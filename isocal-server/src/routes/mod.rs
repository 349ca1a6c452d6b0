pub mod calendar;
pub mod events;
pub mod health;

use axum::{
    Json, Router,
    extract::multipart::MultipartError,
    http::StatusCode,
    response::{IntoResponse, Response},
};
use isocal_core::{IsocalError, ValidationError};
use serde::Serialize;
use serde_json::Value;
use tower_http::cors::{Any, CorsLayer};
use tower_http::trace::TraceLayer;

use crate::state::AppState;

/// Build the full API router.
pub fn app(state: AppState) -> Router {
    let cors = CorsLayer::new()
        .allow_origin(Any)
        .allow_methods(Any)
        .allow_headers(Any);

    Router::new()
        .merge(health::router())
        .merge(events::router())
        .merge(calendar::router())
        .with_state(state)
        .layer(TraceLayer::new_for_http())
        .layer(cors)
}

/// Standard API error response
#[derive(Serialize)]
pub struct ErrorResponse {
    pub error: String,
    #[serde(skip_serializing_if = "Option::is_none")]
    pub details: Option<Value>,
}

/// Errors returned by handlers, mapped onto HTTP status codes
#[derive(Debug)]
pub enum AppError {
    BadRequest { error: String, details: Option<Value> },
    NotFound(String),
    Internal(anyhow::Error),
}

impl AppError {
    pub fn bad_request(error: impl Into<String>) -> Self {
        AppError::BadRequest {
            error: error.into(),
            details: None,
        }
    }

    pub fn event_not_found() -> Self {
        AppError::NotFound("Event not found".to_string())
    }

    /// 400 with the offending fields listed under `details`.
    pub fn invalid_event(err: &ValidationError) -> Self {
        AppError::BadRequest {
            error: "Invalid event data".to_string(),
            details: serde_json::to_value(&err.issues).ok(),
        }
    }
}

impl IntoResponse for AppError {
    fn into_response(self) -> Response {
        let (status, body) = match self {
            AppError::BadRequest { error, details } => {
                (StatusCode::BAD_REQUEST, ErrorResponse { error, details })
            }
            AppError::NotFound(error) => (
                StatusCode::NOT_FOUND,
                ErrorResponse {
                    error,
                    details: None,
                },
            ),
            AppError::Internal(err) => {
                tracing::error!(error = %err, "Request failed");
                (
                    StatusCode::INTERNAL_SERVER_ERROR,
                    ErrorResponse {
                        error: err.to_string(),
                        details: None,
                    },
                )
            }
        };

        (status, Json(body)).into_response()
    }
}

impl From<IsocalError> for AppError {
    fn from(err: IsocalError) -> Self {
        match err {
            IsocalError::Validation(e) => AppError::invalid_event(&e),
            IsocalError::NotFound(_) => AppError::event_not_found(),
            IsocalError::EmptyCsv => AppError::bad_request("Empty CSV file"),
            IsocalError::Csv(message) => AppError::bad_request(message),
            other => AppError::Internal(other.into()),
        }
    }
}

impl From<ValidationError> for AppError {
    fn from(err: ValidationError) -> Self {
        AppError::invalid_event(&err)
    }
}

impl From<MultipartError> for AppError {
    fn from(err: MultipartError) -> Self {
        AppError::bad_request(err.body_text())
    }
}

impl From<anyhow::Error> for AppError {
    fn from(err: anyhow::Error) -> Self {
        AppError::Internal(err)
    }
}


#[cfg(test)]
mod tests {
    use super::*;
    use axum::body::to_bytes;

    async fn body_json(err: AppError) -> (StatusCode, Value) {
        let response = err.into_response();
        let status = response.status();
        let bytes = to_bytes(response.into_body(), usize::MAX).await.unwrap();
        (status, serde_json::from_slice(&bytes).unwrap())
    }

    #[tokio::test]
    async fn test_validation_error_maps_to_400_with_details() {
        let err = ValidationError::single("title", "must not be empty");
        let (status, body) = body_json(IsocalError::Validation(err).into()).await;

        assert_eq!(status, StatusCode::BAD_REQUEST);
        assert_eq!(body["error"], "Invalid event data");
        assert_eq!(body["details"][0]["field"], "title");
    }

    #[tokio::test]
    async fn test_not_found_maps_to_404() {
        let (status, body) = body_json(IsocalError::NotFound(uuid::Uuid::new_v4()).into()).await;
        assert_eq!(status, StatusCode::NOT_FOUND);
        assert_eq!(body["error"], "Event not found");
        assert!(body.get("details").is_none());
    }

    #[tokio::test]
    async fn test_io_error_maps_to_500() {
        let io = std::io::Error::other("disk full");
        let (status, _) = body_json(IsocalError::Io(io).into()).await;
        assert_eq!(status, StatusCode::INTERNAL_SERVER_ERROR);
    }
}
use axum::{Json, Router, routing::get};
use chrono::Utc;
use serde::Serialize;

use crate::state::AppState;

pub fn router() -> Router<AppState> {
    Router::new().route("/api/health", get(health))
}

#[derive(Serialize)]
pub struct Health {
    pub status: &'static str,
    pub timestamp: String,
}

/// GET /api/health
async fn health() -> Json<Health> {
    Json(Health {
        status: "ok",
        timestamp: Utc::now().to_rfc3339(),
    })
}

#[cfg(test)]
mod tests {
    use axum::http::StatusCode;

    use crate::routes::test_support::{get, send, test_app};

    #[tokio::test]
    async fn test_health_reports_ok() {
        let (status, body) = send(&test_app(), get("/api/health")).await;
        assert_eq!(status, StatusCode::OK);
        assert_eq!(body["status"], "ok");
        assert!(chrono::DateTime::parse_from_rfc3339(body["timestamp"].as_str().unwrap()).is_ok());
    }
}
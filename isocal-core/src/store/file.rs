//! JSON file storage.
//!
//! The whole event list is one JSON array. A file that cannot be read back as
//! valid events is moved aside to `<name>.corrupt-<timestamp>` and the store
//! starts empty, so one corrupt record neither locks the user out of the
//! calendar nor gets overwritten by the next save.

use std::path::PathBuf;

use chrono::Utc;
use tracing::warn;

use crate::error::{IsocalError, IsocalResult};
use crate::event::Event;

use super::StorageBackend;

#[derive(Debug, Clone)]
pub struct FileBackend {
    path: PathBuf,
}

impl FileBackend {
    pub fn new(path: impl Into<PathBuf>) -> Self {
        FileBackend { path: path.into() }
    }

    fn quarantine_path(&self) -> PathBuf {
        let mut name = self.path.as_os_str().to_owned();
        name.push(format!(".corrupt-{}", Utc::now().format("%Y%m%dT%H%M%S%.3f")));
        PathBuf::from(name)
    }
}

impl StorageBackend for FileBackend {
    fn load(&self) -> IsocalResult<Vec<Event>> {
        if !self.path.exists() {
            return Ok(Vec::new());
        }

        let content = std::fs::read_to_string(&self.path)?;
        if content.trim().is_empty() {
            return Ok(Vec::new());
        }

        match serde_json::from_str::<Vec<Event>>(&content) {
            Ok(events) => Ok(events),
            Err(e) => {
                let moved_to = self.quarantine_path();
                std::fs::rename(&self.path, &moved_to)?;
                warn!(
                    path = %self.path.display(),
                    moved_to = %moved_to.display(),
                    error = %e,
                    "Stored events are invalid, moved aside"
                );
                Ok(Vec::new())
            }
        }
    }

    fn save(&self, events: &[Event]) -> IsocalResult<()> {
        if let Some(parent) = self.path.parent() {
            std::fs::create_dir_all(parent)?;
        }

        let content = serde_json::to_string_pretty(events)
            .map_err(|e| IsocalError::Serialization(e.to_string()))?;

        // Write to a sibling file first so a crash never leaves half a list behind
        let tmp = self.path.with_extension("json.tmp");
        std::fs::write(&tmp, content)?;
        std::fs::rename(&tmp, &self.path)?;

        Ok(())
    }
}
//! CSV parsing into validated events.

use csv::{ReaderBuilder, StringRecord, Trim};
use serde_json::Number;
use uuid::Uuid;

use super::CsvRow;
use crate::constants::DEFAULT_COLOR;
use crate::date::{RawIsoDate, RawNormalDate};
use crate::error::{IsocalError, IsocalResult};
use crate::event::{Event, RawEvent, RawEventDate};
use crate::recurrence::RecurrencePattern;

/// Parse CSV content into one result per non-blank data row.
///
/// Row errors read `Row N: <reason>`, where N counts non-blank lines from
/// the header (the first data row is row 2). Only a file without a header
/// fails as a whole.
pub fn parse_events(content: &str) -> IsocalResult<Vec<Result<Event, String>>> {
    if content.trim().is_empty() {
        return Err(IsocalError::EmptyCsv);
    }

    let mut reader = ReaderBuilder::new()
        .flexible(true)
        .trim(Trim::All)
        .from_reader(content.as_bytes());

    let headers = reader
        .headers()
        .map_err(|e| IsocalError::Csv(e.to_string()))?
        .clone();

    let mut rows = Vec::new();
    let mut row_number = 1;

    for record in reader.records() {
        let record = match record {
            Ok(record) if is_blank(&record) => continue,
            Ok(record) => record,
            Err(e) => {
                row_number += 1;
                rows.push(Err(format!("Row {}: {}", row_number, e)));
                continue;
            }
        };
        row_number += 1;

        let parsed = record
            .deserialize::<CsvRow>(Some(&headers))
            .map_err(|e| e.to_string())
            .and_then(|row| Event::from_raw(&row_to_raw(row)).map_err(|e| e.to_string()))
            .map_err(|reason| format!("Row {}: {}", row_number, reason));

        rows.push(parsed);
    }

    Ok(rows)
}

/// A whitespace-only line. Lines of bare separators (`,,,`) are rows with
/// empty cells and still go through validation.
fn is_blank(record: &StringRecord) -> bool {
    record.len() == 1 && record[0].trim().is_empty()
}

/// Fill in the import defaults and build the structural record.
fn row_to_raw(row: CsvRow) -> RawEvent {
    let id = row.id.unwrap_or_else(|| Uuid::new_v4().to_string());

    let date = if row.date_type.as_deref() == Some("normal") {
        RawEventDate::Normal(RawNormalDate {
            year: parse_integer(row.year.as_deref()),
            month: parse_integer(row.month.as_deref()),
            day: parse_integer(row.day.as_deref()),
        })
    } else {
        RawEventDate::Iso(RawIsoDate {
            year: parse_integer(row.year.as_deref()),
            iso_week: parse_integer(row.iso_week.as_deref()),
            day_offset: parse_integer(row.day_offset.as_deref()),
        })
    };

    RawEvent {
        id: Some(id),
        title: row.title,
        description: Some(row.description.unwrap_or_default()),
        financial_cost: Number::from_f64(parse_cost(row.financial_cost.as_deref())),
        color: Some(row.color.unwrap_or_else(|| DEFAULT_COLOR.to_string())),
        recurrence: Some(
            row.recurrence
                .unwrap_or_else(|| RecurrencePattern::None.as_str().to_string()),
        ),
        date: Some(date),
    }
}

/// Numeric cell; fractional values are kept so validation can reject them.
fn parse_integer(cell: Option<&str>) -> Option<Number> {
    let cell = cell?;
    match cell.parse::<i64>() {
        Ok(n) => Some(Number::from(n)),
        Err(_) => cell.parse::<f64>().ok().and_then(Number::from_f64),
    }
}

/// Unreadable or missing costs import as zero.
fn parse_cost(cell: Option<&str>) -> f64 {
    cell.and_then(|c| c.parse::<f64>().ok())
        .filter(|c| c.is_finite())
        .unwrap_or(0.0)
}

• [Problem requirements]: How many of the listing's lines include "merge"? State only that number.

• [The completed task]: 3